TASK DIRECTIONS: Repeat exactly the lines of the listing from the line containing "assert_eq!(cert.issuing_ca().trim(), root.pem().trim());" through its last line, and nothing beyond them.

───

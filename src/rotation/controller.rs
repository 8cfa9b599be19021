//! # Root Rotation Controller
//!
//! Drives a `MeshRootCertificate` object through the transition table in
//! [`super::state`]. One reconcile step reads the object, plans the next
//! status, updates the roots recorded on the object, and writes it back only
//! if it changed. A stale write is retried against a freshly read object until
//! the conflict budget is spent.
//!
//! Roots are recorded in annotations, as two records of three keys each:
//!
//! - the issued root: [`ISSUED_PROVIDER_ANNOTATION`] (the provider
//!   configuration that issued it, serialized with credentials redacted),
//!   [`ISSUED_ROOT_ANNOTATION`] and [`ISSUED_ROOT_SERIAL_ANNOTATION`]
//! - the root it replaced while a rotation is under way:
//!   [`PREVIOUS_PROVIDER_ANNOTATION`], [`PREVIOUS_ROOT_ANNOTATION`] and
//!   [`PREVIOUS_ROOT_SERIAL_ANNOTATION`]
//!
//! The [`TrustBundle`] is derived from the committed object only, after a
//! write succeeds or when a reconcile finds nothing to do. A write that
//! conflicts leaves the bundle as it was, and a restarted controller rebuilds
//! it from whatever state the object is in. The controller assumes it owns
//! the bundle it is given, one object per bundle.

use std::collections::BTreeMap;
use std::sync::Arc;

use tokio::sync::mpsc;
use tokio_util::sync::CancellationToken;
use tracing::{debug, info, warn, Instrument};

use super::bundle::TrustBundle;
use super::issuer::RootIssuer;
use super::state::{plan, Observed, RotationAction, Step};
use super::store::RootCertificateStore;
use crate::certificate::RootCertificate;
use crate::config::{ProviderConfig, ProviderSpec};
use crate::domain::{MeshRootCertificate, MeshRootCertificateStatus, RootState, RotationStage};
use crate::errors::{ConflictError, MeshplaneError, Result};
use crate::observability::{log_error, ErrorCode, MetricsRecorder};
use crate::utils::BackoffPolicy;

pub const ISSUED_PROVIDER_ANNOTATION: &str = "meshplane.io/issued-provider";
pub const ISSUED_ROOT_ANNOTATION: &str = "meshplane.io/issued-root";
pub const ISSUED_ROOT_SERIAL_ANNOTATION: &str = "meshplane.io/issued-root-serial";
pub const PREVIOUS_PROVIDER_ANNOTATION: &str = "meshplane.io/previous-provider";
pub const PREVIOUS_ROOT_ANNOTATION: &str = "meshplane.io/previous-root";
pub const PREVIOUS_ROOT_SERIAL_ANNOTATION: &str = "meshplane.io/previous-root-serial";

/// Upper bound on steps taken for one queued object before yielding.
const MAX_STEPS_PER_OBJECT: usize = 16;

/// Annotation keys of one recorded root.
struct RootRecord {
    provider: &'static str,
    root: &'static str,
    serial: &'static str,
}

impl RootRecord {
    fn keys(&self) -> [&'static str; 3] {
        [self.provider, self.root, self.serial]
    }
}

const ISSUED: RootRecord = RootRecord {
    provider: ISSUED_PROVIDER_ANNOTATION,
    root: ISSUED_ROOT_ANNOTATION,
    serial: ISSUED_ROOT_SERIAL_ANNOTATION,
};

const PREVIOUS: RootRecord = RootRecord {
    provider: PREVIOUS_PROVIDER_ANNOTATION,
    root: PREVIOUS_ROOT_ANNOTATION,
    serial: PREVIOUS_ROOT_SERIAL_ANNOTATION,
};

/// Result of one reconcile step.
#[derive(Debug, Clone, PartialEq, Eq)]
pub enum ReconcileOutcome {
    /// The object does not exist.
    NotFound,
    /// Nothing to do; no write was issued.
    Unchanged,
    /// The status moved from `from` to `to`.
    Updated { from: MeshRootCertificateStatus, to: MeshRootCertificateStatus },
}
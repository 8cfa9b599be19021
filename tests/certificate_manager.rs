//! Integration tests for the certificate manager
//!
//! Drives issuance, coalescing, and renewal through real providers backed by
//! in-memory secrets.

mod common;

use std::sync::Arc;
use std::time::Duration;

use common::{secret_store_with_root, SigningRequestClient, TestCa, CONTROL_PLANE_NAMESPACE};
use meshplane::certificate::{
    CertificateIssuer, CertificateManager, CommonName, FixedJitter, Provider, ProviderContext,
};
use meshplane::config::{CertManagerProviderSpec, ProviderConfig, TresorProviderSpec};
use meshplane::secrets::InMemorySecretStore;
use meshplane::utils::BackoffPolicy;
use tokio_util::sync::CancellationToken;
use tracing_test::traced_test;

async fn tresor() -> Arc<Provider> {
    let ctx = ProviderContext::new(CONTROL_PLANE_NAMESPACE, Arc::new(InMemorySecretStore::new()));
    let config = ProviderConfig::Tresor(TresorProviderSpec { secret_name: "mesh-root".into() });
    Arc::new(Provider::from_config(&config, &ctx).await.unwrap())
}

fn manager(provider: Arc<Provider>) -> CertificateManager {
    CertificateManager::with_jitter(provider, Arc::new(FixedJitter::none()))
}

#[tokio::test]
async fn test_concurrent_requests_share_one_certificate() {
    let manager = manager(tresor().await);
    let cn = CommonName::from("bookstore.default.svc");

    let mut handles = Vec::new();
    for _ in 0..16 {
        let manager = manager.clone();
        let cn = cn.clone();
        handles.push(tokio::spawn(async move {
            manager.issue_certificate(&cn, Duration::from_secs(3600)).await.unwrap()
        }));
    }

    let mut serials = Vec::new();
    for handle in handles {
        serials.push(handle.await.unwrap().serial_number().clone());
    }
    serials.dedup();
    assert_eq!(serials.len(), 1);
    assert_eq!(manager.list_issued(), vec![cn]);
}

#[tokio::test]
async fn test_distinct_names_get_distinct_certificates() {
    let manager = manager(tresor().await);
    let a = manager
        .issue_certificate(&CommonName::from("a.ns.svc"), Duration::from_secs(3600))
        .await
        .unwrap();
    let b = manager
        .issue_certificate(&CommonName::from("b.ns.svc"), Duration::from_secs(3600))
        .await
        .unwrap();

    assert_ne!(a.serial_number(), b.serial_number());
    assert_eq!(a.issuing_ca(), b.issuing_ca());
    assert_eq!(manager.root_certificate().await.unwrap().pem(), a.issuing_ca());
}

#[tokio::test]
#[traced_test]
async fn test_renewal_loop_replaces_expiring_certificates() {
    let manager = manager(tresor().await);
    let mut rotations = manager.subscribe_rotations();

    // Inside the renewal window from the start.
    let short = CommonName::from("short.ns.svc");
    let first = manager.issue_certificate(&short, Duration::from_secs(20)).await.unwrap();
    let long = CommonName::from("long.ns.svc");
    let kept = manager.issue_certificate(&long, Duration::from_secs(3600)).await.unwrap();

    let cancel = CancellationToken::new();
    let handle = manager.start(Duration::from_millis(20), cancel.clone());

    let rotated = tokio::time::timeout(Duration::from_secs(5), rotations.recv())
        .await
        .unwrap()
        .unwrap();
    assert_eq!(rotated.common_name(), &short);
    assert_ne!(rotated.serial_number(), first.serial_number());

    cancel.cancel();
    handle.await.unwrap();

    let current = manager.get_certificate(&long).unwrap();
    assert_eq!(current.serial_number(), kept.serial_number());
    assert!(logs_contain("Certificate renewal loop stopped"));
}

#[tokio::test]
async fn test_released_certificate_is_reissued() {
    let manager = manager(tresor().await);
    let cn = CommonName::from("a.ns.svc");

    let first = manager.issue_certificate(&cn, Duration::from_secs(3600)).await.unwrap();
    manager.release_certificate(&cn);
    assert!(manager.get_certificate(&cn).is_none());

    let second = manager.issue_certificate(&cn, Duration::from_secs(3600)).await.unwrap();
    assert_ne!(first.serial_number(), second.serial_number());
}

#[tokio::test]
async fn test_cert_manager_issuance_signs_and_cleans_up() {
    let ca = TestCa::new("issuer-root");
    let store = secret_store_with_root("issuer-root", &ca).await;
    let client = Arc::new(SigningRequestClient::new(ca));

    let ctx = ProviderContext::new(CONTROL_PLANE_NAMESPACE, store)
        .with_certificate_requests(client.clone())
        .with_poll(BackoffPolicy::immediate(3));
    let config = ProviderConfig::CertManager(CertManagerProviderSpec {
        secret_name: "issuer-root".to_string(),
        issuer_name: "mesh-issuer".to_string(),
        issuer_kind: "Issuer".to_string(),
        issuer_group: "cert-manager.io".to_string(),
    });
    let provider = Arc::new(Provider::from_config(&config, &ctx).await.unwrap());
    let root = provider.root_certificate().await.unwrap();

    let manager = manager(provider);
    let cn = CommonName::from("bookstore.default.svc");
    let cert = manager.issue_certificate(&cn, Duration::from_secs(3600)).await.unwrap();

    assert_eq!(cert.common_name(), &cn);
    assert_eq!(cert.issuing_ca().trim(), root.pem().trim());
    assert!(cert.private_key().expose_str().unwrap().contains("PRIVATE KEY"));
    assert_eq!(client.created.lock().await.len(), 1);
    assert_eq!(*client.created.lock().await, *client.deleted.lock().await);
    assert_eq!(client.outstanding().await, 0);
}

───

THE COMPLETED TASK:
    assert_eq!(cert.issuing_ca().trim(), root.pem().trim());
    assert!(cert.private_key().expose_str().unwrap().contains("PRIVATE KEY"));
    assert_eq!(client.created.lock().await.len(), 1);
    assert_eq!(*client.created.lock().await, *client.deleted.lock().await);
    assert_eq!(client.outstanding().await, 0);
}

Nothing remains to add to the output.